To move from the figural to a more literal level, starting out in this fashion from the everyday temporalities of reading, writing, and teaching is also one way to begin to answer Lorraine Daston’s call for “an epistemology based upon the practices of humanists, on what they do” (363). Rachel Buurma and Laura Heffernan’s work on actual classroom practices seems to me exemplary in this regard.[7] Turning to the archival record of what happened in the classrooms of critics such as Cleanth Brooks and Edmund Wilson, Buurma and Heffernan seek to produce “a new topography of the everyday life of our disciplinary practices” by looking at “the downtimes in the classroom hour, the tangents of discussion, the undertheorized moments of interpretation or historical conjecture, and the value bestowed simply by paying attention, finding in them a set of paths not so much not taken, as never mapped” (116). In a different vein, Deidre Lynch ‘s recent Loving Literature (which explicitly takes up Daston’s call) looks at the history of arrangements of work and pleasure, labor and feeling, around literary reading, and asks how it came to be that the boundaries between our personal and professional lives—our work time and our “downtime”—have a porousness unique among professions. These disciplinary histories are pitched not to the codification of a single history that would explain how we got where we are and forecast where we are going, but to a shifting of our professional self-understanding.

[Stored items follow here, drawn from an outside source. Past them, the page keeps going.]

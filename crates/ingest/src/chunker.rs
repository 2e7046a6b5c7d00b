use anyhow::Result;
use serde::{Deserialize, Serialize};
use tracing::debug;

use llm::{Embedder, cosine_similarity};

use crate::chunk::Chunk;
use crate::sentence::split_sentences;

/// Tunables for the buffered-window semantic chunker.
#[derive(Debug, Clone, Serialize, Deserialize)]
pub struct ChunkerConfig {
    /// Cosine-distance cutoff below which adjacent sentences share a chunk.
    #[serde(default = "default_similarity_threshold")]
    pub similarity_threshold: f32,
    /// Sentences of context appended on each side before embedding.
    #[serde(default = "default_buffer_size")]
    pub buffer_size: usize,
    /// Upper bound on tokens per chunk during grouping.
    #[serde(default = "default_max_tokens")]
    pub max_tokens: usize,
    /// Window length used when an oversized chunk is re-split.
    #[serde(default = "default_subchunk_tokens")]
    pub subchunk_tokens: usize,
    /// Tokens repeated between consecutive sub-chunks.
    #[serde(default = "default_overlap_tokens")]
    pub overlap_tokens: usize,
}

fn default_similarity_threshold() -> f32 {
    0.3
}

fn default_buffer_size() -> usize {
    2
}

fn default_max_tokens() -> usize {
    1024
}

fn default_subchunk_tokens() -> usize {
    128
}

fn default_overlap_tokens() -> usize {
    20
}

impl Default for ChunkerConfig {
    fn default() -> Self {
        Self {
            similarity_threshold: default_similarity_threshold(),
            buffer_size: default_buffer_size(),
            max_tokens: default_max_tokens(),
            subchunk_tokens: default_subchunk_tokens(),
            overlap_tokens: default_overlap_tokens(),
        }
    }
}

/// Groups sentences into topically coherent chunks.
///
/// Each sentence is embedded together with `buffer_size` neighbours on both
/// sides so the vector reflects local context rather than one sentence in
/// isolation. Adjacent sentences stay in the same chunk while the cosine
/// distance between their buffered embeddings is below the threshold and the
/// chunk stays under `max_tokens`.
pub struct SemanticChunker {
    config: ChunkerConfig,
}

impl SemanticChunker {
    pub fn new(config: ChunkerConfig) -> Self {
        debug_assert!(
            config.overlap_tokens < config.subchunk_tokens,
            "overlap must leave forward progress when sub-chunking"
        );
        Self { config }
    }

    pub fn config(&self) -> &ChunkerConfig {
        &self.config
    }

    /// Chunk a document. Empty input produces no chunks; ids are assigned
    /// densely in document order.
    pub async fn chunk(&self, text: &str, embedder: &dyn Embedder) -> Result<Vec<Chunk>> {
        let sentences = split_sentences(text);
        if sentences.is_empty() {
            return Ok(Vec::new());
        }

        let groups = if sentences.len() == 1 {
            vec![sentences[0].clone()]
        } else {
            self.group_sentences(&sentences, embedder).await?
        };

        // Grouping can only exceed the cap when a single sentence is longer
        // than max_tokens, so re-split those into overlapping windows.
        let mut texts = Vec::new();
        for group in groups {
            if token_count(&group) > self.config.max_tokens {
                texts.extend(self.split_oversized(&group));
            } else {
                texts.push(group);
            }
        }

        debug!(
            sentences = sentences.len(),
            chunks = texts.len(),
            "chunked document"
        );

        Ok(texts
            .into_iter()
            .enumerate()
            .map(|(id, text)| Chunk::new(id, text))
            .collect())
    }

    async fn group_sentences(
        &self,
        sentences: &[String],
        embedder: &dyn Embedder,
    ) -> Result<Vec<String>> {
        let windows = self.buffered_windows(sentences);
        let mut embeddings = Vec::with_capacity(windows.len());
        for window in &windows {
            embeddings.push(embedder.embed(window).await?);
        }

        let mut groups = Vec::new();
        let mut current = sentences[0].clone();
        let mut current_tokens = token_count(&current);

        for i in 0..sentences.len() - 1 {
            let distance = 1.0 - cosine_similarity(&embeddings[i], &embeddings[i + 1]);
            let next = &sentences[i + 1];
            let next_tokens = token_count(next);

            if distance < self.config.similarity_threshold
                && current_tokens + next_tokens <= self.config.max_tokens
            {
                current.push(' ');
                current.push_str(next);
                current_tokens += next_tokens;
            } else {
                groups.push(std::mem::replace(&mut current, next.clone()));
                current_tokens = next_tokens;
            }
        }
        groups.push(current);

        Ok(groups)
    }

    fn buffered_windows(&self, sentences: &[String]) -> Vec<String> {
        let n = sentences.len();
        (0..n)
            .map(|i| {
                let start = i.saturating_sub(self.config.buffer_size);
                let end = (i + self.config.buffer_size + 1).min(n);
                sentences[start..end].join(" ")
            })
            .collect()
    }

    fn split_oversized(&self, text: &str) -> Vec<String> {
        let words: Vec<&str> = text.split_whitespace().collect();
        let mut out = Vec::new();
        let mut start = 0;
        while start < words.len() {
            let end = (start + self.config.subchunk_tokens).min(words.len());
            out.push(words[start..end].join(" "));
            start = if end < words.len() {
                end - self.config.overlap_tokens
            } else {
                end
            };
        }
        out
    }
}

fn token_count(text: &str) -> usize {
    text.split_whitespace().count()
}

#[cfg(test)]
mod tests {
    use super::*;
    use llm::testing::KeywordEmbedder;

    fn flat_config() -> ChunkerConfig {
        // buffer_size 0 keeps each window equal to its sentence, which makes
        // the keyword embeddings easy to reason about.
        ChunkerConfig {
            similarity_threshold: 0.3,
            buffer_size: 0,
            max_tokens: 1024,
            subchunk_tokens: 128,
            overlap_tokens: 20,
        }
    }

    #[tokio::test]
    async fn merges_similar_sentences_and_splits_at_topic_shift() {
        let chunker = SemanticChunker::new(flat_config());
        let embedder = KeywordEmbedder::new(&["cat", "rain", "snow"]);
        let text = "The cat sat. The cat slept. Rain fell today. Snow fell later.";

        let chunks = chunker.chunk(text, &embedder).await.unwrap();

        assert_eq!(chunks.len(), 3);
        assert_eq!(chunks[0].text, "The cat sat. The cat slept.");
        assert_eq!(chunks[1].text, "Rain fell today.");
        assert_eq!(chunks[2].text, "Snow fell later.");
    }

    #[tokio::test]
    async fn token_cap_closes_chunk_despite_similarity() {
        let mut config = flat_config();
        config.max_tokens = 5;
        let chunker = SemanticChunker::new(config);
        let embedder = KeywordEmbedder::new(&["cat"]);
        let text = "The cat sat. The cat slept.";

        let chunks = chunker.chunk(text, &embedder).await.unwrap();

        // Both sentences score identically, but 3 + 3 tokens would exceed 5.
        assert_eq!(chunks.len(), 2);
    }

    #[tokio::test]
    async fn oversized_sentence_splits_into_overlapping_windows() {
        let mut config = flat_config();
        config.max_tokens = 10;
        config.subchunk_tokens = 6;
        config.overlap_tokens = 2;
        let chunker = SemanticChunker::new(config);
        let embedder = KeywordEmbedder::new(&["w"]);
        let words: Vec<String> = (1..=20).map(|i| format!("w{i}")).collect();
        let text = words.join(" ");

        let chunks = chunker.chunk(&text, &embedder).await.unwrap();

        let sizes: Vec<usize> = chunks.iter().map(Chunk::token_count).collect();
        assert_eq!(sizes, vec![6, 6, 6, 6, 4]);
        assert!(chunks[0].text.starts_with("w1 "));
        // Overlap repeats the last two tokens of the previous window.
        assert!(chunks[1].text.starts_with("w5 w6"));
    }

    #[tokio::test]
    async fn empty_input_yields_no_chunks() {
        let chunker = SemanticChunker::new(flat_config());
        let embedder = KeywordEmbedder::new(&["x"]);

        let chunks = chunker.chunk("", &embedder).await.unwrap();

        assert!(chunks.is_empty());
    }

    #[tokio::test]
    async fn single_sentence_becomes_one_chunk_without_embedding() {
        let chunker = SemanticChunker::new(flat_config());
        let embedder = KeywordEmbedder::new(&["x"]);

        let chunks = chunker.chunk("Just one sentence.", &embedder).await.unwrap();

        assert_eq!(chunks.len(), 1);
        assert_eq!(chunks[0].id, 0);
        assert_eq!(chunks[0].text, "Just one sentence.");
    }

    #[tokio::test]
    async fn ids_are_dense_and_text_is_preserved() {
        let chunker = SemanticChunker::new(flat_config());
        let embedder = KeywordEmbedder::new(&["cat", "rain"]);
        let text = "The cat sat. Rain fell today. The cat slept.";

        let chunks = chunker.chunk(text, &embedder).await.unwrap();

        for (i, chunk) in chunks.iter().enumerate() {
            assert_eq!(chunk.id, i);
        }
        let rejoined: Vec<String> = chunks.iter().map(|c| c.text.clone()).collect();
        for word in text.split_whitespace() {
            assert!(rejoined.iter().any(|c| c.contains(word)));
        }
    }
}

Attending to the time of reading in this sense means also thinking about the limits on that time, its interruptions and distractions. The way we read now? Too often, it’s hurriedly and not nearly enough, pressed for time, between classes and meetings and the rest of life. Behind the pendulum-swing narratives of the rise and fall of various methodologies within the discipline often runs another, parallel story, about the changing fortunes of the discipline as a whole viewed from a wider, extra-disciplinary perspective, and about the continued hits literature departments have taken in enrollments, funding, and prestige within and beyond the university.[8] Sunny and forward-looking, Best and Marcus’s account of “surface reading” spares little room explicitly to address worries about the pressures on the discipline, but the trope has become so familiar they hardly need to; Jeffrey Williams’s Chronicle piece describing the “new modesty in literary criticism” (with “surface reading” as Exhibit A) connects the dots directly, linking the “new modesty” to the contrast between the discipline’s present sense of precarity and the overreach of the “theory era.” The sociological story about the changing situation of the discipline within the university and the culture at large and the history-of-ideas story about turns within the discipline tend to slip and slide in relation to one another, as they are brought into implicit or explicit conjunction. In other words, we repeatedly translate questions about the situation of English within the system of disciplines, or questions about its relation to what is “outside” it, into narratives about a contest between methodologies taking place within departments of literature. This wavering between intra- and extra-disciplinary narratives makes it all too easy to pretend to be talking about the one when we are really talking about the other; it blurs cause-and-effect relations, so that it can appear not only that methodological aims are reducible to sociological terms but that methodology has structural consequences. This is illusory: as Jennifer Ruth points out, “the hermeneutics of suspicion cannot be blamed […] for administrators’ penchant for phasing out tenure lines in the humanities” (117).[9]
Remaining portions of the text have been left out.